José Martinho - Não é a determinação biológica. O pai não pode ser reduzido ao espermatozóide, nem ao pai civil, ou de direito, caso do pai ilegítimo, legítimo ou adotivo. O que faz com que alguém consiga reconhecer que teve verdadeiramente um pai tece-se numa trindade. As três dimensões cruciais deste reconhecimento são: ter um pai de nome; ter um modelo de pai; ter um pai capaz de introduzir um não-saber sobre o gozo. O que resta a cada um é o sintoma . E convém lembrar que não existem homens, nem mulheres, sem sintoma.
 
IHU On-Line - O senhor acredita que a paternidade encontra-se em crise nos dias atuais? O que caracteriza a função paterna em nossos dias?

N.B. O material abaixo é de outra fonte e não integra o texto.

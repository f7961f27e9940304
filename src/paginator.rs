pub struct Paginator<'a, T> {
    items: &'a [T],
    page_size: u32,
    page_count: u32,
}

impl<'a, T> Paginator<'a, T> {
    pub fn from(items: &'a [T], page_size: u32) -> Self {
        if items.is_empty() {
            return Paginator {
                items,
                page_size,
                page_count: 0,
            };
        }
        let item_count = items.len() as u32;
        let upper_bound = item_count - 1;
        let page_count = (upper_bound / page_size) + 1;

        Paginator {
            items,
            page_size,
            page_count,
        }
    }

    pub fn page_count(&self) -> u32 {
        self.page_count
    }

    /// Pages are 1-based. The last page may be short; out of range pages
    /// are an error, not an empty slice.
    pub fn get_page(&self, page: u32) -> Result<&'a [T], String> {
        match page {
            0 => return Err("Page has to be greater than 0".to_string()),
            x if x > self.page_count => {
                return Err(format!("Page has to be less than page_count ({})", self.page_count))
            }
            _ => {}
        };

        let start = ((page - 1) * self.page_size) as usize;
        let mut end = (self.page_size as usize) + start;
        if end > self.items.len() {
            end = self.items.len();
        }
        Ok(&self.items[start..end])
    }
}
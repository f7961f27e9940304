use std::path::Path;

use flate2::read::GzDecoder;
use tar::Archive;

pub fn decompress_files(output: &Path) -> Result<(), std::io::Error> {
    let tar_gz = include_bytes!(concat!(env!("OUT_DIR"), "/res.tar.gz"));
    let tar = GzDecoder::new(tar_gz.as_ref());
    let mut archive = Archive::new(tar);
    archive.unpack(output)?;

    Ok(())
}
pub struct ViewDetail {
    pub link: String,
}

pub struct ListDetail {
    pub category: Option<String>,
}

pub enum EventApi {
    View(ViewDetail),
    List(ListDetail),
    Index,
    Feed,
}

pub struct MetricEvent {
    pub api: EventApi,
    pub origin: String,
}
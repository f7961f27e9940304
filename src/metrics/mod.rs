pub mod event_slot;
pub mod metric_aggregator;
pub mod metric_handler;
pub mod metric_publisher;
pub mod metric_sender;
pub mod metric_types;
pub mod metric_writer;

pub use metric_handler::MetricHandler;
pub use metric_sender::MetricSender;
pub use metric_writer::MetricWriter;
pub mod list_renderer;
pub mod post_renderer;
pub mod rss_renderer;
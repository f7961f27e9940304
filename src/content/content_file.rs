use std::ffi::OsStr;
use std::io::ErrorKind;
use std::path::{Path, PathBuf};
use std::{fs, io};

pub struct ContentFile {
    pub link: String,
    pub file_path: PathBuf,
    pub raw_content: String,
}

impl ContentFile {
    pub fn from_file(link: String, file_path: PathBuf) -> io::Result<ContentFile> {
        if !is_markdown(&file_path) {
            return Err(io::Error::new(
                ErrorKind::Unsupported,
                format!("Not a markdown post: {}", file_path.display()),
            ));
        }

        let raw_content = fs::read_to_string(&file_path)?;

        Ok(ContentFile {
            link,
            file_path,
            raw_content,
        })
    }
}

pub fn is_markdown(file_name: &Path) -> bool {
    matches!(
        file_name.extension().and_then(OsStr::to_str),
        Some("md") | Some("markdown")
    )
}
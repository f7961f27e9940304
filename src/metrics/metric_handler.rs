use spdlog::{error, info, trace};
use tokio::sync::mpsc;
use tokio::sync::mpsc::Sender;
use tokio::task::JoinHandle;

use crate::metrics::metric_sender::MetricSender;
use crate::metrics::metric_types::MetricEvent;
use crate::metrics::metric_writer::MetricWriter;

/// Owns the channel and the background task that drains it. Dropping the
/// handler closes the channel and stops the task.
pub struct MetricHandler {
    _receiver_task: JoinHandle<()>,
    sender: Sender<MetricEvent>,
}

impl MetricHandler {
    pub fn new(mut metrics: MetricWriter) -> Self {
        let (tx, mut rx) = mpsc::channel::<MetricEvent>(64);

        let receiver_task = tokio::spawn(async move {
            info!("Starting metrics receiver");
            loop {
                match tokio::time::timeout(std::time::Duration::from_secs(1), rx.recv()).await {
                    Ok(Some(event)) => {
                        if let Err(e) = metrics.add_event(event) {
                            error!("Error writing access metric: {}", e);
                        }
                    }
                    Ok(None) => break,
                    Err(_timeout) => {
                        if let Err(e) = metrics.flush() {
                            error!("Error flushing access metric: {}", e);
                        }
                        trace!("Timeout - flushing metrics");
                    }
                }
            }
        });

        Self {
            _receiver_task: receiver_task,
            sender: tx,
        }
    }

    pub fn new_sender(&self) -> MetricSender {
        MetricSender::new(self.sender.clone())
    }

    pub fn no_op() -> MetricSender {
        MetricSender::no_op()
    }
}
use std::io;
use std::path::Path;
use std::sync::Arc;

use spdlog::sink::{RotatingFileSink, RotationPolicy};
use spdlog::{info, Logger};

use crate::metrics::event_slot::EventSlot;

/// Writes closed slots as JSON lines to a daily-rotated file, reusing the
/// logging backend for rotation and buffering.
pub struct MetricPublisher {
    logger: Arc<Logger>,
}

impl MetricPublisher {
    pub fn new(base_path: &Path) -> spdlog::Result<Self> {
        let daily: Arc<RotatingFileSink> = Arc::new(
            RotatingFileSink::builder()
                .base_path(base_path)
                .rotation_policy(RotationPolicy::Daily { hour: 0, minute: 0 })
                .rotate_on_open(false)
                .build()?,
        );

        let logger = Arc::new(Logger::builder().sink(daily).build()?);
        Ok(Self { logger })
    }

    pub fn store_events(&self, history: &Vec<EventSlot>) -> io::Result<()> {
        for event_slot in history {
            let json = serde_json::to_string(&event_slot)?;
            info!(logger: self.logger, "{}", &json);
            self.logger.flush();
        }

        Ok(())
    }
}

José Martinho - O que significa “crise”, e que valor lhe dar, negativo ou positivo? Diria que, quando o pai real se ausenta, adoece ou morre, não há forçosamente catástrofe. A mãe pode muito bem exercer a sua função simbólica e alimentar o seu papel imaginário. O que ela não pode nunca ser é o pai real. O problema reside, sobretudo, aqui. Mas aquilo que habitualmente se designa como “crise” contemporânea da função paterna está, sobretudo, associado à sociedade de consumo, hoje na era da globalização. Jacques-Alain Miller  e Éric Laurent disseram que a nossa época é a do “Outro que não existe”, tempo favorável a um novo cinismo, em que cada um desconfia da verdade e do próximo, ou só pensa em si mesmo. Todos os meios se tornam, então, bons para atingir este fim narcísico. Por sua vez, o sintoma procura o seu gozo no consumo desenfreado. Isto tem fomentado cada dia mais o crime, e tornado a violência ilimitada, muitas vezes violência pela violência. Tudo o que fazia obstáculo à violência funciona mal, ou já não funciona. Na família era, sobretudo, o pai que assumia esta função de obstáculo, que fazia com que o sujeito não fosse além dos sintomas que Freud decifrou como girando à volta do núcleo edipiano. Mas a nossa época produz novos sintomas, distanciados deste complexo de representações familiares e muito mais próximos dos objetivos do mercado. O exemplo mais pertinente é o do tóxico-dependente, consumidor ideal por excelência, que é capaz de tudo, nomeadamente de roubar e matar, para atingir o objeto cobiçado.